But
while 58.3% of respondents to the poll by International Forum of
Sovereign Wealth Funds (IFSWF) and Invesco expected a U-shaped
rebound, most appeared to agree there would be a longer period
of slower growth ahead, reflecting uncertainties about factors
such as fresh waves of infections and government support
packages.
A total of 29.2% of respondents said they expected a W-shaped
recovery. Only 8.3% foresaw a V-shaped one.
The survey of 24 IFSWF members was completed last month.
More than 60% of those responding believed that developed
markets were best positioned to return to pre-COVID trend growth
after the pandemic-induced recession. Fewer than half expected
emerging markets to recover best.
Still, respondents backed China as the best-placed major economy
to recover. That probably reflected an expectation that China
was hit by the pandemic first and had generally handled it
better, its economy may be more responsive to government
stimulus efforts, IFSWF and Invesco said.

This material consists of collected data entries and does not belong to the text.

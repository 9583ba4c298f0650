use crate::bot;
use crate::bot::handlers::Command;
use crate::bot::{MessageLog, TelegramPlatform, UnauthorizedCache};
use crate::config::{
    get_message_log_max_size, get_message_log_ttl, get_unauthorized_cache_max_size,
    get_unauthorized_cache_ttl, get_unauthorized_cooldown, BotSettings,
};
use oxide_purge_runtime::TelegramJobRegistry;
use std::sync::Arc;
use teloxide::dispatching::UpdateHandler;
use teloxide::prelude::*;
use tracing::{error, info};

/// Run the Telegram transport runtime.
pub async fn run_bot(settings: Arc<BotSettings>) {
    let bot = Bot::new(settings.telegram.telegram_token.clone());
    let message_log = init_message_log();
    let platform = Arc::new(TelegramPlatform::new(bot.clone(), Arc::clone(&message_log)));
    let registry = Arc::new(TelegramJobRegistry::new());
    let unauthorized_cache = init_unauthorized_cache();
    let handler = setup_handler();

    info!("Bot is running...");

    Dispatcher::builder(bot, handler)
        .dependencies(dptree::deps![
            settings,
            message_log,
            platform,
            registry,
            unauthorized_cache
        ])
        // Plain chatter is only recorded, never answered
        .default_handler(|_| async {})
        .enable_ctrlc_handler()
        .build()
        .dispatch()
        .await;
}

fn init_message_log() -> Arc<MessageLog> {
    let ttl = get_message_log_ttl();
    let max_size = get_message_log_max_size();
    info!("Initializing MessageLog (ttl: {}s, max_size: {})", ttl, max_size);
    Arc::new(MessageLog::new(ttl, max_size))
}

fn init_unauthorized_cache() -> Arc<UnauthorizedCache> {
    let cooldown = get_unauthorized_cooldown();
    let ttl = get_unauthorized_cache_ttl();
    let max_size = get_unauthorized_cache_max_size();

    info!(
        "Initializing UnauthorizedCache (cooldown: {}s, ttl: {}s, max_size: {})",
        cooldown, ttl, max_size
    );

    Arc::new(UnauthorizedCache::new(cooldown, ttl, max_size))
}

fn setup_handler() -> UpdateHandler<teloxide::RequestError> {
    dptree::entry()
        .branch(
            Update::filter_message()
                .inspect_async(|msg: Message, log: Arc<MessageLog>| async move {
                    log.record(&msg).await;
                })
                .branch(
                    dptree::entry()
                        .filter_command::<Command>()
                        .endpoint(handle_command),
                ),
        )
        .branch(
            Update::filter_edited_message()
                .inspect_async(|msg: Message, log: Arc<MessageLog>| async move {
                    log.record(&msg).await;
                })
                .endpoint(|| async { respond(()) }),
        )
        .branch(
            Update::filter_channel_post()
                .inspect_async(|msg: Message, log: Arc<MessageLog>| async move {
                    log.record(&msg).await;
                })
                .endpoint(|| async { respond(()) }),
        )
}

async fn handle_command(
    bot: Bot,
    msg: Message,
    cmd: Command,
    platform: Arc<TelegramPlatform>,
    registry: Arc<TelegramJobRegistry>,
    cache: Arc<UnauthorizedCache>,
    settings: Arc<BotSettings>,
) -> Result<(), teloxide::RequestError> {
    let res = match cmd {
        Command::Start => bot::handlers::start(bot, msg, settings).await,
        Command::Help => bot::handlers::help(bot, msg).await,
        Command::DeleteAll(arg) => {
            bot::handlers::delete_all(bot, msg, arg, platform, registry, settings, cache).await
        }
        Command::Cancel => bot::handlers::cancel(bot, msg, registry, settings, cache).await,
        Command::Stats => {
            let log = Arc::clone(platform.message_log());
            bot::handlers::stats(bot, msg, registry, log, cache).await
        }
    };
    if let Err(e) = res {
        error!("Command error: {}", e);
    }
    respond(())
}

About a third of respondents expected the Chinese yuan to raise
its share of global official foreign-exchange reserves, as well
as its share in trade invoicing.
A total of 86% of those surveyed felt China would continue to
open its economy, enabling freer trade and investment
opportunities.
But sovereign investors retained their faith in U.S. dollar
assets -- 71% agreed the dollar would offer the most attractive
investment destination for equity and 58% believed
dollar-denominated bonds would be the best-performing debt
securities.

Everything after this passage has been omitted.